So, according to Crain's New York Business, only one of the four magazines regularly assessed in this space showed any ad growth in the first quarter of 2008: Spin Magazine, which by some estimates should be the one of the four most vulnerable to the various depredations of the Internet: indie rock fans under 25 seemed long ago to settle into the multifarious fora where they could argue endlessly over the relative merits of Modest Mouse and Built to Spill.
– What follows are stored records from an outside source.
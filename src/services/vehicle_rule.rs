//! Advisory vehicle tier for a batch value

use rust_decimal::Decimal;

use crate::defaults::L300_MAX_VALUE;
use crate::types::VehicleType;

/// Suggest a vehicle for the given total order value. Callers may override.
pub fn recommend_vehicle(total_value: Decimal) -> VehicleType {
    if total_value <= L300_MAX_VALUE {
        VehicleType::L300
    } else {
        VehicleType::Truck
    }
}
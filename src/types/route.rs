//! Route preview types

use chrono::NaiveDate;
use rust_decimal::Decimal;
use serde::{Deserialize, Serialize};

use super::DropCharge;

/// Request to sequence the pending orders of a date
#[derive(Debug, Clone, Serialize, Deserialize)]
#[serde(rename_all = "camelCase")]
pub struct PlanRouteRequest {
    pub date: NaiveDate,
}

/// A stop in the nearest-neighbor sequence
#[derive(Debug, Clone, Serialize, Deserialize)]
#[serde(rename_all = "camelCase")]
pub struct PlannedStop {
    /// 1-based position in the route
    pub order: i32,
    pub order_id: i64,
    pub po_number: String,
    pub client_id: Option<i64>,
    pub client_code: Option<String>,
    pub area_id: Option<i64>,
    pub distance_from_depot: f64,
    pub distance_from_previous_km: f64,
    pub is_overdue: bool,
    pub charge: DropCharge,
    pub drop_cost: Decimal,
}

#[derive(Debug, Clone, Serialize, Deserialize)]
#[serde(rename_all = "camelCase")]
pub struct PlanRouteResponse {
    pub date: NaiveDate,
    pub stops: Vec<PlannedStop>,
    pub total_route_km: f64,
    pub total_rate: Decimal,
}

/// Request for the zone-grouped cost preview
#[derive(Debug, Clone, Serialize, Deserialize)]
#[serde(rename_all = "camelCase")]
pub struct CalculateRouteRequest {
    pub order_ids: Vec<i64>,
}

#[derive(Debug, Clone, Serialize, Deserialize)]
#[serde(rename_all = "camelCase")]
pub struct CalculatedStop {
    pub order_id: i64,
    pub po_number: String,
    pub po_date: NaiveDate,
    pub zone_id: Option<i64>,
    pub area_id: Option<i64>,
    pub client_id: Option<i64>,
    pub charge: DropCharge,
    pub drop_cost: Decimal,
    pub cumulative_cost: Decimal,
}

#[derive(Debug, Clone, Serialize, Deserialize)]
#[serde(rename_all = "camelCase")]
pub struct CalculateRouteResponse {
    pub stops: Vec<CalculatedStop>,
    pub total_rate: Decimal,
}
But Keyboard Krybaby guesses that Spin's brain trust must have embraced the Pitchfork model, or at least accepted that its core purpose is to cover indie-rock musicians. "Let the competition try to be all things to all people," the thinking would go, "and we will appeal to readers who identify heavily—almost exclusively—with middle-class bohemians playing housebroken variations of different kinds of rock and roll music of the past thirty years."

The current indie rock Diaspora often reminds KK of the folk boom of the early '60s: collegiate and post-collegiate artists and audiences congratulating themselves for their rugged independence and purity of intent while seldom evincing interest or otherwise having contact with anyone different from themselves. As much as Rolling Stone, Blender and various "Jack" stations wouldn't like it, most self-identified music fans aren't generalists: the prominence of Pitchfork and god-knows-how-many blogs suggest that indie rock fans burrow into their niche and are content to stay there. "I listen to tons of different kinds of music" is inaccurate self-flattery right up there with "I have no compunctions about voting a black man for president."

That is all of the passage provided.